I have a new book under contract with Polity Press! Blackness as being: Black survival in the age of climate catastrophe bridges literatures on surplus populations, climate change, and racial capitalism to theorize the possibilities and precariousness of species-survival in the Anthropocene. It offers Blackness as an analytic to think with the paradox of precarious possibility – of past and present modalities of survival and of futures alternatively devastating or liberatory.

My prior research examined questions of race and belonging in urban Africa and the African diaspora. I probed how “Blackness” operates as a signifier, intersects with gender norms, manifests in popular culture, and illuminates our understanding of political economy. I employed qualitative methods in fieldwork in Abidjan, Côte d’Ivoire: ethnography, interviews, and visual analysis, to theorize Black masculinity in racial capitalism from Africa and the diaspora broadly. This research culminated in my book, A man among other men: The crisis of Black masculinity in racial capitalism (Cornell University Press, 2022).

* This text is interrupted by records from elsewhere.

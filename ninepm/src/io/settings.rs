//! Orchestrator settings stored in `.ninepm.toml`.
//!
//! Settings tune the orchestrator itself. The `-c` config file given on the
//! command line is unrelated: it is only forwarded to the cases.

use std::fs;
use std::path::{Path, PathBuf};
use std::time::Duration;

use anyhow::{Context, Result, anyhow};
use serde::{Deserialize, Serialize};

/// Default settings file, looked up in the working directory.
pub const DEFAULT_SETTINGS_FILE: &str = ".ninepm.toml";

/// Orchestrator settings (TOML).
///
/// Missing fields take their defaults, and a missing file is the same as an
/// empty one.
#[derive(Debug, Clone, Serialize, Deserialize, PartialEq, Eq)]
#[serde(default)]
pub struct RunnerSettings {
    /// Per-case wall-clock limit in seconds. `0` waits forever.
    pub case_timeout_secs: u64,

    /// Directory for the scratch database. Defaults to the system temp dir.
    pub scratch_dir: Option<PathBuf>,

    /// Environment variable extended with `library_dir` for every case.
    pub library_path_var: String,

    /// Helper library directory. Defaults to the directory of the executable.
    pub library_dir: Option<PathBuf>,
}

impl Default for RunnerSettings {
    fn default() -> Self {
        Self {
            case_timeout_secs: 0,
            scratch_dir: None,
            library_path_var: "TCLLIBPATH".to_string(),
            library_dir: None,
        }
    }
}

impl RunnerSettings {
    pub fn validate(&self) -> Result<()> {
        if self.library_path_var.trim().is_empty() {
            return Err(anyhow!("library_path_var must be non-empty"));
        }
        if self.library_path_var.contains('=') {
            return Err(anyhow!("library_path_var must not contain '='"));
        }
        Ok(())
    }

    pub fn case_timeout(&self) -> Option<Duration> {
        (self.case_timeout_secs > 0).then(|| Duration::from_secs(self.case_timeout_secs))
    }
}

/// Load settings from a TOML file.
///
/// If the file is missing, returns `RunnerSettings::default()`.
pub fn load_settings(path: &Path) -> Result<RunnerSettings> {
    if !path.exists() {
        let settings = RunnerSettings::default();
        settings.validate()?;
        return Ok(settings);
    }
    let contents = fs::read_to_string(path).with_context(|| format!("read {}", path.display()))?;
    let settings: RunnerSettings =
        toml::from_str(&contents).with_context(|| format!("parse {}", path.display()))?;
    settings.validate()?;
    Ok(settings)
}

A man among other men has received ten awards from five associations across four disciplines. It co-won the International Studies Association 2023 John Ruggie ISA Annual Best Book Award, the highest publication award in the discipline. It also won the International Studies Association 2023 Lee Ann Fujii Book Award in recognition of the best book published that significantly advances diverse issues in the field of international relations, and International Studies Association 2023 Global Development Studies Best Book. It received an honorable mention for the African Studies Association 2023 Best Book Prize. In sociology, my book has won the American Sociological Association Marxist Sociology Section 2023 Paul Sweezy Outstanding Book Award and co-won the Society for the Study of Social Problems Global Division 2023 Book Award. It received honorable mentions from the American Sociological Association’s Sociology of Development Section 2023 Book Award, Race, Gender, and Class Section 2023 Distinguished Contribution to Scholarship Book Award, and Sociology of Sex and Gender Section 2023 Distinguished Book Award. In anthropology, it received an honorable mention for the American Anthropological Association 2023 Society for the Anthropology of Work Best Book.

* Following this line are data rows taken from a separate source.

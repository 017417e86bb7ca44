//! Loading YAML suite files into a [`Suite`] tree.
//!
//! A suite file is a sequence of entries:
//!
//! ```yaml
//! - suite: nested/more.yaml
//! - case: bin/check-links.sh
//!   name: links
//!   opts: ["--fixtures", "<base>/fixtures"]
//! ```
//!
//! Paths are relative to the directory of the file that names them, and
//! `<base>` inside an option expands to that same directory.

use std::fs;
use std::path::{Path, PathBuf};

use serde::Deserialize;
use serde_yaml::Value;
use thiserror::Error;
use tracing::{debug, instrument};

use crate::core::naming::NameAllocator;
use crate::tree::{Case, Node, ROOT_ID, Suite};

/// Placeholder replaced by the suite file's directory inside case options.
pub const BASE_PLACEHOLDER: &str = "<base>";

/// Fatal suite loading failure.
#[derive(Debug, Error)]
pub enum LoadError {
    #[error("read suite {}", .path.display())]
    Read {
        path: PathBuf,
        #[source]
        source: std::io::Error,
    },
    #[error("parse suite {}", .path.display())]
    Parse {
        path: PathBuf,
        #[source]
        source: serde_yaml::Error,
    },
    #[error("suite {} must be a sequence of entries", .path.display())]
    NotASequence { path: PathBuf },
    #[error("error, missing suite/case in suite {suite} (entry {index}): {detail}")]
    InvalidEntry {
        suite: String,
        index: usize,
        detail: String,
    },
    #[error("entry {index} in suite {suite} declares both suite and case")]
    AmbiguousEntry { suite: String, index: usize },
    #[error("suite {} includes itself", .path.display())]
    Cycle { path: PathBuf },
}

#[derive(Debug, Deserialize)]
struct RawEntry {
    suite: Option<PathBuf>,
    case: Option<PathBuf>,
    name: Option<String>,
    #[serde(default)]
    opts: Vec<String>,
}

/// Load a suite file and everything it references.
pub fn load_suite(path: &Path, names: &mut NameAllocator) -> Result<Suite, LoadError> {
    SuiteLoader::new(names).load(path)
}

/// Build the root suite for the targets given on the command line.
///
/// Targets ending in `.yaml`/`.yml` load as suites; anything else is a bare
/// case without options. Relative targets resolve against `cwd`.
pub fn load_invocation(
    targets: &[PathBuf],
    cwd: &Path,
    names: &mut NameAllocator,
) -> Result<Suite, LoadError> {
    let mut root = Suite::new(ROOT_ID, PathBuf::new());
    let mut loader = SuiteLoader::new(names);
    for target in targets {
        let path = cwd.join(target);
        if is_suite_file(target) {
            root.children.push(Node::Suite(loader.load(&path)?));
        } else {
            let id = loader.names.allocate(&base_name(target));
            root.children.push(Node::Case(Case::new(id, path, Vec::new())));
        }
    }
    Ok(root)
}

pub fn is_suite_file(path: &Path) -> bool {
    matches!(
        path.extension().and_then(|ext| ext.to_str()),
        Some("yaml" | "yml")
    )
}

/// Replace every `<base>` in `option` with `dir`.
pub fn substitute_base(option: &str, dir: &Path) -> String {
    option.replace(BASE_PLACEHOLDER, &dir.to_string_lossy())
}

fn base_name(path: &Path) -> String {
    path.file_name()
        .map(|name| name.to_string_lossy().into_owned())
        .unwrap_or_else(|| path.to_string_lossy().into_owned())
}

struct SuiteLoader<'a> {
    names: &'a mut NameAllocator,
    /// Canonical paths of the suites currently being loaded.
    stack: Vec<PathBuf>,
}

impl<'a> SuiteLoader<'a> {
    fn new(names: &'a mut NameAllocator) -> Self {
        Self {
            names,
            stack: Vec::new(),
        }
    }

    #[instrument(skip_all, fields(path = %path.display()))]
    fn load(&mut self, path: &Path) -> Result<Suite, LoadError> {
        let path = std::path::absolute(path).map_err(|source| LoadError::Read {
            path: path.to_path_buf(),
            source,
        })?;
        let mut suite = Suite::new(self.names.allocate(&base_name(&path)), path.clone());

        let contents = fs::read_to_string(&path).map_err(|source| LoadError::Read {
            path: path.clone(),
            source,
        })?;
        let canonical = fs::canonicalize(&path).unwrap_or_else(|_| path.clone());
        if self.stack.contains(&canonical) {
            return Err(LoadError::Cycle { path });
        }

        let entries = parse_entries(&path, &contents)?;
        let dir = path.parent().map(Path::to_path_buf).unwrap_or_default();

        self.stack.push(canonical);
        for (index, entry) in entries.into_iter().enumerate() {
            let raw: RawEntry =
                serde_yaml::from_value(entry).map_err(|err| LoadError::InvalidEntry {
                    suite: suite.id.clone(),
                    index,
                    detail: err.to_string(),
                })?;
            let child = match (raw.suite, raw.case) {
                (Some(nested), None) => Node::Suite(self.load(&dir.join(nested))?),
                (None, Some(case)) => {
                    let label = raw.name.unwrap_or_else(|| base_name(&case));
                    let options = raw
                        .opts
                        .iter()
                        .map(|opt| substitute_base(opt, &dir))
                        .collect();
                    Node::Case(Case::new(
                        self.names.allocate(&label),
                        dir.join(case),
                        options,
                    ))
                }
                (Some(_), Some(_)) => {
                    return Err(LoadError::AmbiguousEntry {
                        suite: suite.id.clone(),
                        index,
                    });
                }
                (None, None) => {
                    return Err(LoadError::InvalidEntry {
                        suite: suite.id.clone(),
                        index,
                        detail: "entry has neither `suite` nor `case`".to_string(),
                    });
                }
            };
            suite.children.push(child);
        }
        self.stack.pop();

        debug!(id = %suite.id, children = suite.children.len(), "suite loaded");
        Ok(suite)
    }
}

fn parse_entries(path: &Path, contents: &str) -> Result<Vec<Value>, LoadError> {
    let doc: Value = serde_yaml::from_str(contents).map_err(|source| LoadError::Parse {
        path: path.to_path_buf(),
        source,
    })?;
    match doc {
        Value::Null => Ok(Vec::new()),
        Value::Sequence(entries) => Ok(entries),
        _ => Err(LoadError::NotASequence {
            path: path.to_path_buf(),
        }),
    }
}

You can also read an interview I gave with the Economic Sociology section newsletter, Accounts. Reviews for my book are available with Africa, Ethnic and Racial Studies, Gender & Society, Journal of Anthropological Research, and Men and Masculinities. You can also read these fantastic book forums with Jason Jackson, Isabel Pike, Alexandre White,  and my response in Socio-Economic Review (OnlineFirst) and with Jean Beaman, Zophia Edwards, Ricarda Hammer, Robert Wyrod, and my response in Sociology of Race and Ethnicity. Stay tuned for a link to a 2022 interview and book symposium with Jessie Luna, Annie Hikido, A.K.M. Skarpelis, and Yannick Coenders published in the American Sociological Association’s Theory section newsletter, Perspectives, and for a forthcoming symposium with Antipode!

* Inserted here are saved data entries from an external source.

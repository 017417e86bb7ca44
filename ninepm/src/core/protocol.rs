//! Streaming parser for the line-oriented result protocol.
//!
//! Cases print one event per line on stdout:
//!
//! ```text
//! 1..3
//! ok 1 - first check
//! not ok 2 - second check
//! some diagnostic text
//! ```
//!
//! The parser is a small state machine (`AwaitingPlan` → `InProgress`) fed one
//! line at a time. It does not know about processes; whatever reads the
//! output drives it.

use std::sync::LazyLock;

use regex::Regex;
use serde::Serialize;
use thiserror::Error;

static PLAN_RE: LazyLock<Regex> = LazyLock::new(|| Regex::new(r"^(\d+)\.\.(\d+)$").unwrap());
static OK_RE: LazyLock<Regex> = LazyLock::new(|| Regex::new(r"^ok (\d+) -").unwrap());
static NOT_OK_RE: LazyLock<Regex> = LazyLock::new(|| Regex::new(r"^not ok (\d+) -").unwrap());

/// Classification of a single output line.
#[derive(Debug, Clone, Copy, PartialEq, Eq)]
pub enum LineKind {
    Plan { first: u32, last: u32 },
    Ok { index: u32 },
    NotOk { index: u32 },
    Info,
}

/// Classify a line, trying plan, ok, then not ok.
///
/// Trailing whitespace (including `\r`) is ignored. Numbers that do not fit in
/// a `u32` make the line informational.
pub fn classify(line: &str) -> LineKind {
    let line = line.trim_end();
    if let Some(caps) = PLAN_RE.captures(line)
        && let (Ok(first), Ok(last)) = (caps[1].parse::<u32>(), caps[2].parse::<u32>())
    {
        return LineKind::Plan { first, last };
    }
    if let Some(index) = capture_index(&OK_RE, line) {
        return LineKind::Ok { index };
    }
    if let Some(index) = capture_index(&NOT_OK_RE, line) {
        return LineKind::NotOk { index };
    }
    LineKind::Info
}

fn capture_index(re: &Regex, line: &str) -> Option<u32> {
    re.captures(line).and_then(|caps| caps[1].parse().ok())
}

/// Non-fatal protocol error; the case fails but the run continues.
#[derive(Debug, Clone, Copy, PartialEq, Eq, Error, Serialize)]
#[serde(tag = "violation", rename_all = "snake_case")]
pub enum ProtocolViolation {
    #[error("test error, result {index} reported before plan")]
    ResultBeforePlan { index: u32 },
}

#[derive(Debug, Clone, Copy, PartialEq, Eq)]
enum State {
    AwaitingPlan,
    InProgress,
}

/// Final counters for one case once its output stream has closed.
#[derive(Debug, Clone, PartialEq, Eq, Default)]
pub struct ProtocolReport {
    /// Last plan total seen.
    pub planned: Option<u32>,
    /// Index of the last result line seen.
    pub observed: Option<u32>,
    /// Length of the `1, 2, .., k` run of result indices reported in order.
    pub in_sequence: u32,
    /// At least one `not ok` line was seen.
    pub failed_check: bool,
    /// First protocol violation, if any.
    pub violation: Option<ProtocolViolation>,
}

#[derive(Debug)]
pub struct ProtocolParser {
    state: State,
    planned: Option<u32>,
    observed: Option<u32>,
    in_sequence: u32,
    failed_check: bool,
    violation: Option<ProtocolViolation>,
}

impl Default for ProtocolParser {
    fn default() -> Self {
        Self::new()
    }
}

impl ProtocolParser {
    pub fn new() -> Self {
        Self {
            state: State::AwaitingPlan,
            planned: None,
            observed: None,
            in_sequence: 0,
            failed_check: false,
            violation: None,
        }
    }

    /// Consume one line and return its classification.
    pub fn feed(&mut self, line: &str) -> LineKind {
        let kind = classify(line);
        match kind {
            LineKind::Plan { last, .. } => {
                self.planned = Some(last);
                self.state = State::InProgress;
            }
            LineKind::Ok { index } => self.record_result(index),
            LineKind::NotOk { index } => {
                self.failed_check = true;
                self.record_result(index);
            }
            LineKind::Info => {}
        }
        kind
    }

    fn record_result(&mut self, index: u32) {
        if self.state == State::AwaitingPlan && self.violation.is_none() {
            self.violation = Some(ProtocolViolation::ResultBeforePlan { index });
        }
        self.observed = Some(index);
        if Some(index) == self.in_sequence.checked_add(1) {
            self.in_sequence = index;
        }
    }

    /// Violation raised so far, if any.
    pub fn violation(&self) -> Option<ProtocolViolation> {
        self.violation
    }

    pub fn finish(self) -> ProtocolReport {
        ProtocolReport {
            planned: self.planned,
            observed: self.observed,
            in_sequence: self.in_sequence,
            failed_check: self.failed_check,
            violation: self.violation,
        }
    }
}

Listen to my conversation about the book with Mark Anthony Neal on his Left of Black podcast hosted by Duke University’s John Hope Franklin Humanities Institute, as well as my Society for the Advancement of Socio-Economics author-meets-critic session. And I enjoyed speaking to Annie Hikido in a conversation hosted by the Ethnographic Café (passcode =iv6J+zu). You can also check out my discussion of Black masculinity and the wage earner ideal on the Big World Podcast at AU’s School of International Service, and a panel on the culture of poverty myth and anti-Blackness that I moderated for the American Sociological Association’s Section on Culture. Finally, listen to my thoughts on decolonizing the sociological canon (beginning 37:20) hosted by Brown University’s Watson Institute for International and Public Affairs, and in conversation with Michael Burawoy and Freeden Blume Oeur.

For a take on some of my book’s theoretical ideas in earlier form, you can read my Boston Review  article, Black masculinity under racial capitalism,” and my American Sociological Review (ASR) article, Racial capitalism and the crisis of black masculinity.  My ASR article received the 2018 best article award from two American Sociological Association’s Sections: Race, Gender, and Class, and Global and Transnational Sociology. It received an honorable mention from the 2017 American Sociological Association’s Section on Racial and Ethnic Minorities.